*WHAT TO WORK ON*. Up to and including the line with "explicitly in tests", return every line from the start of the entries below exactly.

*INPUT*.
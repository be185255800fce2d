//! Strongly-typed identifiers used across the engine.

use core::str::FromStr;
use serde::{Deserialize, Serialize};
use uuid::Uuid;

use crate::error::DomainError;

/// Identifier of a firm (multi-tenant boundary).
///
/// Every execution and every job carries one; there is no default tenant.
#[derive(Debug, Copy, Clone, PartialEq, Eq, PartialOrd, Ord, Hash, Serialize, Deserialize)]
#[serde(transparent)]
pub struct TenantId(Uuid);

/// Identifier of a workflow execution.
#[derive(Debug, Copy, Clone, PartialEq, Eq, PartialOrd, Ord, Hash, Serialize, Deserialize)]
#[serde(transparent)]
pub struct ExecutionId(Uuid);

/// Identifier of a queued unit of work.
#[derive(Debug, Copy, Clone, PartialEq, Eq, PartialOrd, Ord, Hash, Serialize, Deserialize)]
#[serde(transparent)]
pub struct JobId(Uuid);

/// Identifier of a dead-letter entry.
#[derive(Debug, Copy, Clone, PartialEq, Eq, PartialOrd, Ord, Hash, Serialize, Deserialize)]
#[serde(transparent)]
pub struct DeadLetterId(Uuid);

macro_rules! impl_uuid_newtype {
    ($t:ty, $name:literal) => {
        impl $t {
            /// Create a new identifier.
            ///
            /// Uses UUIDv7 (time-ordered). Prefer passing IDs explicitly in tests
            /// for determinism.
            pub fn new() -> Self {
                Self(Uuid::now_v7())
            }

            pub fn from_uuid(uuid: Uuid) -> Self {
                Self(uuid)
            }

            pub fn as_uuid(&self) -> &Uuid {
                &self.0
            }
        }

        impl Default for $t {
            fn default() -> Self {
                Self::new()
            }
        }

        impl core::fmt::Display for $t {
            fn fmt(&self, f: &mut core::fmt::Formatter<'_>) -> core::fmt::Result {
                core::fmt::Display::fmt(&self.0, f)
            }
        }

        impl From<Uuid> for $t {
            fn from(value: Uuid) -> Self {
                Self(value)
            }
        }

        impl From<$t> for Uuid {
            fn from(value: $t) -> Self {
                value.0
            }
        }

        impl FromStr for $t {
            type Err = DomainError;

            fn from_str(s: &str) -> Result<Self, Self::Err> {
                let uuid = Uuid::from_str(s)
                    .map_err(|e| DomainError::invalid_id(format!("{}: {}", $name, e)))?;
                Ok(Self(uuid))
            }
        }
    };
}

impl_uuid_newtype!(TenantId, "TenantId");
impl_uuid_newtype!(ExecutionId, "ExecutionId");
impl_uuid_newtype!(JobId, "JobId");
impl_uuid_newtype!(DeadLetterId, "DeadLetterId");

/// Correlation id threaded through logs and lifecycle events.
///
/// Usually supplied by the caller (request id, upstream message id); generated
/// when absent.
#[derive(Debug, Clone, PartialEq, Eq, Hash, Serialize, Deserialize)]
#[serde(transparent)]
pub struct CorrelationId(String);

/// Identity of a worker (thread or process) holding job claims.
#[derive(Debug, Clone, PartialEq, Eq, Hash, Serialize, Deserialize)]
#[serde(transparent)]
pub struct WorkerId(String);

macro_rules! impl_string_newtype {
    ($t:ty) => {
        impl $t {
            pub fn new(value: impl Into<String>) -> Self {
                Self(value.into())
            }

            pub fn as_str(&self) -> &str {
                &self.0
            }
        }

        impl core::fmt::Display for $t {
            fn fmt(&self, f: &mut core::fmt::Formatter<'_>) -> core::fmt::Result {
                f.write_str(&self.0)
            }
        }

        impl From<&str> for $t {
            fn from(value: &str) -> Self {
                Self(value.to_string())
            }
        }

        impl From<String> for $t {
            fn from(value: String) -> Self {
                Self(value)
            }
        }
    };
}

impl_string_newtype!(CorrelationId);
impl_string_newtype!(WorkerId);

impl CorrelationId {
    /// Fresh random correlation id for executions started without one.
    pub fn generate() -> Self {
        Self(Uuid::now_v7().to_string())
    }
}
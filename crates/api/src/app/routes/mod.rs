use axum::{
    Router,
    routing::{get, post},
};

pub mod dlq;
pub mod executions;
pub mod system;

/// Router for all firm-scoped endpoints.
pub fn router() -> Router {
    Router::new()
        .route("/executions", post(executions::create))
        .route("/executions/:id", get(executions::status))
        .route("/executions/:id/cancel", post(executions::cancel))
        .route("/executions/:id/reprocess", post(executions::reprocess))
        .route("/dlq", get(dlq::list))
        .route("/dlq/:id/reprocess", post(dlq::reprocess))
}
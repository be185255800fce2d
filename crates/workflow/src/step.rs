//! Step attempt records.

use chrono::{DateTime, Utc};
use serde::{Deserialize, Serialize};

use forgeflow_core::{ExecutionId, TenantId, WorkflowContext};

use crate::definition::StepId;
use crate::handler::StepError;
use crate::idempotency::IdempotencyKey;
use crate::retry::ErrorClass;

/// Whether an attempt ran the step itself or its compensation.
#[derive(Debug, Clone, Copy, PartialEq, Eq, Hash, Serialize, Deserialize)]
#[serde(rename_all = "snake_case")]
pub enum StepKind {
    Forward,
    Compensation,
}

#[derive(Debug, Clone, Copy, PartialEq, Eq, Serialize, Deserialize)]
#[serde(rename_all = "snake_case")]
pub enum StepStatus {
    Succeeded,
    Failed,
}

/// One resolved attempt of a step.
///
/// Written once, when the attempt resolves; `(execution_id, step_id, kind,
/// attempt)` is unique and attempts are gapless starting at 1.
#[derive(Debug, Clone, PartialEq, Serialize, Deserialize)]
pub struct StepExecution {
    pub execution_id: ExecutionId,
    #[serde(rename = "firm_id")]
    pub tenant_id: TenantId,
    pub step_id: StepId,
    pub kind: StepKind,
    pub attempt: u32,
    pub status: StepStatus,
    pub idempotency_key: IdempotencyKey,
    pub started_at: DateTime<Utc>,
    pub completed_at: DateTime<Utc>,
    pub output: Option<WorkflowContext>,
    pub error: Option<StepError>,
    pub error_class: Option<ErrorClass>,
    /// When the follow-up attempt becomes claimable, if one was scheduled.
    pub next_retry_at: Option<DateTime<Utc>>,
}

impl StepExecution {
    pub fn latency_ms(&self) -> u64 {
        (self.completed_at - self.started_at).num_milliseconds().max(0) as u64
    }

    pub fn is_success(&self) -> bool {
        self.status == StepStatus::Succeeded
    }
}
use std::sync::Arc;

use axum::{Json, extract::Extension};

use crate::app::services::{AppServices, Health};

/// Liveness plus worker and lifecycle counters. Not firm-scoped.
pub async fn health(Extension(services): Extension<Arc<AppServices>>) -> Json<Health> {
    Json(services.health())
}
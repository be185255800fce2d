//! Job storage: the single concurrency-control point of the engine.

use std::cmp::Reverse;
use std::collections::HashMap;
use std::sync::{Arc, Mutex};
use std::time::Duration;

use chrono::{DateTime, Utc};

use forgeflow_core::{JobId, WorkerId};

use super::types::{ClaimToken, ClaimedJob, Job, deadline_after};

/// Job store abstraction.
///
/// `claim` is an atomic conditional update: a job is handed out only when it
/// is available and either unclaimed or its lease has expired. Everything
/// after `claim` is claim-then-verify: the token must still be the current
/// one or the call fails with [`JobStoreError::ClaimLost`].
pub trait JobStore: Send + Sync {
    /// Enqueue a new job.
    fn enqueue(&self, job: Job) -> Result<JobId, JobStoreError>;

    /// Claim up to `batch_size` jobs from `queue`, ordered by priority
    /// (highest first) then enqueue time.
    fn claim(
        &self,
        worker: &WorkerId,
        queue: &str,
        batch_size: usize,
        lease: Duration,
    ) -> Result<Vec<ClaimedJob>, JobStoreError>;

    /// Work is done; remove the job.
    fn ack(&self, job_id: JobId, token: ClaimToken) -> Result<(), JobStoreError>;

    /// Release the claim; the job becomes claimable again after `retry_after`.
    fn nack(&self, job_id: JobId, token: ClaimToken, retry_after: Duration)
    -> Result<(), JobStoreError>;

    /// Push the lease out to `now + lease`. Returns the new expiry.
    fn extend_lease(
        &self,
        job_id: JobId,
        token: ClaimToken,
        lease: Duration,
    ) -> Result<DateTime<Utc>, JobStoreError>;

    /// Get a job by ID.
    fn get(&self, job_id: JobId) -> Result<Option<Job>, JobStoreError>;

    /// Number of jobs (claimed or not) in `queue`.
    fn depth(&self, queue: &str) -> Result<usize, JobStoreError>;
}

impl<S> JobStore for Arc<S>
where
    S: JobStore + ?Sized,
{
    fn enqueue(&self, job: Job) -> Result<JobId, JobStoreError> {
        (**self).enqueue(job)
    }

    fn claim(
        &self,
        worker: &WorkerId,
        queue: &str,
        batch_size: usize,
        lease: Duration,
    ) -> Result<Vec<ClaimedJob>, JobStoreError> {
        (**self).claim(worker, queue, batch_size, lease)
    }

    fn ack(&self, job_id: JobId, token: ClaimToken) -> Result<(), JobStoreError> {
        (**self).ack(job_id, token)
    }

    fn nack(
        &self,
        job_id: JobId,
        token: ClaimToken,
        retry_after: Duration,
    ) -> Result<(), JobStoreError> {
        (**self).nack(job_id, token, retry_after)
    }

    fn extend_lease(
        &self,
        job_id: JobId,
        token: ClaimToken,
        lease: Duration,
    ) -> Result<DateTime<Utc>, JobStoreError> {
        (**self).extend_lease(job_id, token, lease)
    }

    fn get(&self, job_id: JobId) -> Result<Option<Job>, JobStoreError> {
        (**self).get(job_id)
    }

    fn depth(&self, queue: &str) -> Result<usize, JobStoreError> {
        (**self).depth(queue)
    }
}

/// Job store error.
#[derive(Debug, Clone, PartialEq, Eq, thiserror::Error)]
pub enum JobStoreError {
    #[error("job not found: {0}")]
    NotFound(JobId),
    #[error("job already exists: {0}")]
    AlreadyExists(JobId),
    /// The presented token is not the job's current claim (lease expired and
    /// another worker reclaimed it, or the job was already acked).
    #[error("claim lost for job {0}")]
    ClaimLost(JobId),
    #[error("storage error: {0}")]
    Storage(String),
}

/// In-memory job store for tests/dev.
///
/// One mutex guards the whole table so that claim is atomic.
#[derive(Debug, Default)]
pub struct InMemoryJobStore {
    jobs: Mutex<HashMap<JobId, Job>>,
}

impl InMemoryJobStore {
    pub fn new() -> Self {
        Self::default()
    }

    pub fn arc() -> Arc<Self> {
        Arc::new(Self::new())
    }

    /// Snapshot of every stored job, oldest first.
    pub fn all(&self) -> Result<Vec<Job>, JobStoreError> {
        let jobs = self.lock()?;
        let mut all: Vec<_> = jobs.values().cloned().collect();
        all.sort_by_key(|j| (j.enqueued_at, j.id));
        Ok(all)
    }

    fn lock(&self) -> Result<std::sync::MutexGuard<'_, HashMap<JobId, Job>>, JobStoreError> {
        self.jobs
            .lock()
            .map_err(|_| JobStoreError::Storage("job table lock poisoned".into()))
    }
}

fn verify_claim(job: &Job, token: ClaimToken) -> Result<(), JobStoreError> {
    if job.claim_token == Some(token) {
        Ok(())
    } else {
        Err(JobStoreError::ClaimLost(job.id))
    }
}

impl JobStore for InMemoryJobStore {
    fn enqueue(&self, job: Job) -> Result<JobId, JobStoreError> {
        let mut jobs = self.lock()?;
        if jobs.contains_key(&job.id) {
            return Err(JobStoreError::AlreadyExists(job.id));
        }
        let id = job.id;
        jobs.insert(id, job);
        Ok(id)
    }

    fn claim(
        &self,
        worker: &WorkerId,
        queue: &str,
        batch_size: usize,
        lease: Duration,
    ) -> Result<Vec<ClaimedJob>, JobStoreError> {
        if batch_size == 0 {
            return Ok(Vec::new());
        }

        let mut jobs = self.lock()?;
        let now = Utc::now();

        let mut candidates: Vec<_> = jobs
            .values()
            .filter(|j| j.queue == queue && j.is_claimable(now))
            .map(|j| (Reverse(j.priority), j.enqueued_at, j.id))
            .collect();
        candidates.sort();
        candidates.truncate(batch_size);

        let lease_expires_at = deadline_after(now, lease);
        let mut claimed = Vec::with_capacity(candidates.len());
        for (_, _, id) in candidates {
            if let Some(job) = jobs.get_mut(&id) {
                let token = ClaimToken::new();
                job.claim_token = Some(token);
                job.claimed_by = Some(worker.clone());
                job.lease_expires_at = Some(lease_expires_at);
                job.attempt_count += 1;
                claimed.push(ClaimedJob {
                    job: job.clone(),
                    token,
                    lease_expires_at,
                });
            }
        }
        Ok(claimed)
    }

    fn ack(&self, job_id: JobId, token: ClaimToken) -> Result<(), JobStoreError> {
        let mut jobs = self.lock()?;
        let job = jobs.get(&job_id).ok_or(JobStoreError::ClaimLost(job_id))?;
        verify_claim(job, token)?;
        jobs.remove(&job_id);
        Ok(())
    }

    fn nack(
        &self,
        job_id: JobId,
        token: ClaimToken,
        retry_after: Duration,
    ) -> Result<(), JobStoreError> {
        let mut jobs = self.lock()?;
        let job = jobs.get_mut(&job_id).ok_or(JobStoreError::ClaimLost(job_id))?;
        verify_claim(job, token)?;
        job.claim_token = None;
        job.claimed_by = None;
        job.lease_expires_at = None;
        job.available_at = deadline_after(Utc::now(), retry_after);
        Ok(())
    }

    fn extend_lease(
        &self,
        job_id: JobId,
        token: ClaimToken,
        lease: Duration,
    ) -> Result<DateTime<Utc>, JobStoreError> {
        let mut jobs = self.lock()?;
        let job = jobs.get_mut(&job_id).ok_or(JobStoreError::ClaimLost(job_id))?;
        verify_claim(job, token)?;
        let now = Utc::now();
        // An expired lease may already be visible to other workers; it cannot
        // be revived.
        if !job.is_leased(now) {
            return Err(JobStoreError::ClaimLost(job_id));
        }
        let expires = deadline_after(now, lease);
        job.lease_expires_at = Some(expires);
        Ok(expires)
    }

    fn get(&self, job_id: JobId) -> Result<Option<Job>, JobStoreError> {
        Ok(self.lock()?.get(&job_id).cloned())
    }

    fn depth(&self, queue: &str) -> Result<usize, JobStoreError> {
        Ok(self.lock()?.values().filter(|j| j.queue == queue).count())
    }
}
//! Persistent snapshot store using sled database

use async_trait::async_trait;
use d21_core::{D21Error, D21Result, ElectionId, SnapshotStore, StateVersion};
use sled::transaction::{
    ConflictableTransactionError, ConflictableTransactionResult, TransactionError,
};
use sled::{Db, Transactional, Tree};
use std::path::Path;
use tracing::{debug, info};

const SNAPSHOT_TREE: &str = "snapshots";
const VERSION_TREE: &str = "versions";

/// Persistent snapshot store backed by sled database
pub struct PersistentSnapshotStore {
    db: Db,
    snapshots: Tree,
    versions: Tree,
}

impl PersistentSnapshotStore {
    pub fn open<P: AsRef<Path>>(path: P) -> D21Result<Self> {
        let path = path.as_ref();
        let db = sled::open(path).map_err(storage_error)?;
        let snapshots = db.open_tree(SNAPSHOT_TREE).map_err(storage_error)?;
        let versions = db.open_tree(VERSION_TREE).map_err(storage_error)?;

        info!(
            "Opened snapshot store at {} ({} elections)",
            path.display(),
            snapshots.len()
        );

        Ok(Self {
            db,
            snapshots,
            versions,
        })
    }
}

fn decode_version(id: &ElectionId, bytes: &[u8]) -> D21Result<StateVersion> {
    let raw: [u8; 8] = bytes
        .try_into()
        .map_err(|_| D21Error::StorageError(format!("corrupt version entry for {}", id)))?;
    Ok(StateVersion::new(u64::from_le_bytes(raw)))
}

#[async_trait]
impl SnapshotStore for PersistentSnapshotStore {
    async fn save(&self, id: ElectionId, version: StateVersion, bytes: Vec<u8>) -> D21Result<()> {
        let key = id.as_bytes();

        // Snapshot and version are written together or not at all
        let written = (&self.snapshots, &self.versions)
            .transaction(|(snapshots, versions)| -> ConflictableTransactionResult<bool, D21Error> {
                if let Some(stored) = versions.get(key)? {
                    let stored = decode_version(&id, &stored)
                        .map_err(ConflictableTransactionError::Abort)?;
                    if stored > version {
                        debug!("Ignoring stale snapshot {} of {} (have {})", version, id, stored);
                        return Ok(false);
                    }
                }

                snapshots.insert(key.as_slice(), bytes.as_slice())?;
                versions.insert(key.as_slice(), version.0.to_le_bytes().as_slice())?;
                Ok(true)
            })
            .map_err(|e| match e {
                TransactionError::Abort(e) => e,
                TransactionError::Storage(e) => storage_error(e),
            })?;

        if written {
            self.db.flush_async().await.map_err(storage_error)?;
        }

        Ok(())
    }

    async fn load(&self, id: ElectionId) -> D21Result<Option<Vec<u8>>> {
        self.snapshots
            .get(id.as_bytes())
            .map(|opt| opt.map(|v| v.to_vec()))
            .map_err(storage_error)
    }

    async fn election_ids(&self) -> D21Result<Vec<ElectionId>> {
        self.snapshots
            .iter()
            .keys()
            .map(|key| {
                let key = key.map_err(storage_error)?;
                let raw: [u8; 16] = key
                    .as_ref()
                    .try_into()
                    .map_err(|_| D21Error::StorageError("corrupt election key".into()))?;
                Ok(ElectionId::from_bytes(raw))
            })
            .collect()
    }

    async fn version(&self, id: ElectionId) -> D21Result<Option<StateVersion>> {
        match self.versions.get(id.as_bytes()).map_err(storage_error)? {
            Some(bytes) => Ok(Some(decode_version(&id, &bytes)?)),
            None => Ok(None),
        }
    }
}

fn storage_error(err: sled::Error) -> D21Error {
    D21Error::StorageError(err.to_string())
}

#[cfg(test)]
mod tests {
    use super::*;
    use tempfile::TempDir;

    #[tokio::test]
    async fn test_persistent_store_basic() {
        let tmp = TempDir::new().unwrap();
        let store = PersistentSnapshotStore::open(tmp.path()).unwrap();
        let id = ElectionId::generate();

        store.save(id, StateVersion::new(1), b"v1".to_vec()).await.unwrap();
        store.save(id, StateVersion::new(0), b"v0".to_vec()).await.unwrap();

        assert_eq!(store.load(id).await.unwrap(), Some(b"v1".to_vec()));
        assert_eq!(store.version(id).await.unwrap(), Some(StateVersion::new(1)));
    }

    #[tokio::test]
    async fn test_snapshot_and_version_stay_paired() {
        let tmp = TempDir::new().unwrap();
        let store = std::sync::Arc::new(PersistentSnapshotStore::open(tmp.path()).unwrap());
        let id = ElectionId::generate();

        let handles: Vec<_> = (1..=16u64)
            .map(|n| {
                let store = store.clone();
                tokio::spawn(async move {
                    store
                        .save(id, StateVersion::new(n), n.to_le_bytes().to_vec())
                        .await
                })
            })
            .collect();
        for handle in handles {
            handle.await.unwrap().unwrap();
        }

        let version = store.version(id).await.unwrap().unwrap();
        let bytes = store.load(id).await.unwrap().unwrap();
        assert_eq!(version, StateVersion::new(16));
        assert_eq!(bytes, 16u64.to_le_bytes().to_vec());
    }

    #[tokio::test]
    async fn test_corrupt_version_entry_rejected() {
        let tmp = TempDir::new().unwrap();
        let store = PersistentSnapshotStore::open(tmp.path()).unwrap();
        let id = ElectionId::generate();
        store.versions.insert(id.as_bytes(), &b"bad"[..]).unwrap();

        assert!(matches!(
            store.save(id, StateVersion::new(1), b"v1".to_vec()).await,
            Err(D21Error::StorageError(_))
        ));
        assert_eq!(store.load(id).await.unwrap(), None);
    }

    #[tokio::test]
    async fn test_persistent_store_reopen() {
        let tmp = TempDir::new().unwrap();
        let id = ElectionId::generate();

        {
            let store = PersistentSnapshotStore::open(tmp.path()).unwrap();
            store.save(id, StateVersion::new(4), b"state".to_vec()).await.unwrap();
        }

        {
            let store = PersistentSnapshotStore::open(tmp.path()).unwrap();
            assert_eq!(store.election_ids().await.unwrap(), vec![id]);
            assert_eq!(store.load(id).await.unwrap(), Some(b"state".to_vec()));
            assert_eq!(store.version(id).await.unwrap(), Some(StateVersion::new(4)));
        }
    }
}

*ANSWER SECTION*.
repository be185255800fce2d
//! Strongly-typed identifiers used across the engine.

use core::str::FromStr;
use serde::{Deserialize, Serialize};
use uuid::Uuid;

use crate::error::DomainError;

/// Identifier of a firm (multi-tenant boundary).
///
/// Every execution and every job carries one; there is no default tenant.
#[derive(Debug, Copy, Clone, PartialEq, Eq, PartialOrd, Ord, Hash, Serialize, Deserialize)]
#[serde(transparent)]
pub struct TenantId(Uuid);

/// Identifier of a workflow execution.
#[derive(Debug, Copy, Clone, PartialEq, Eq, PartialOrd, Ord, Hash, Serialize, Deserialize)]
#[serde(transparent)]
pub struct ExecutionId(Uuid);

/// Identifier of a queued unit of work.
#[derive(Debug, Copy, Clone, PartialEq, Eq, PartialOrd, Ord, Hash, Serialize, Deserialize)]
#[serde(transparent)]
pub struct JobId(Uuid);

/// Identifier of a dead-letter entry.
#[derive(Debug, Copy, Clone, PartialEq, Eq, PartialOrd, Ord, Hash, Serialize, Deserialize)]
#[serde(transparent)]
pub struct DeadLetterId(Uuid);

macro_rules! impl_uuid_newtype {
    ($t:ty, $name:literal) => {
        impl $t {
            /// Create a new identifier.
            ///
            /// Uses UUIDv7 (time-ordered). Prefer passing IDs explicitly in tests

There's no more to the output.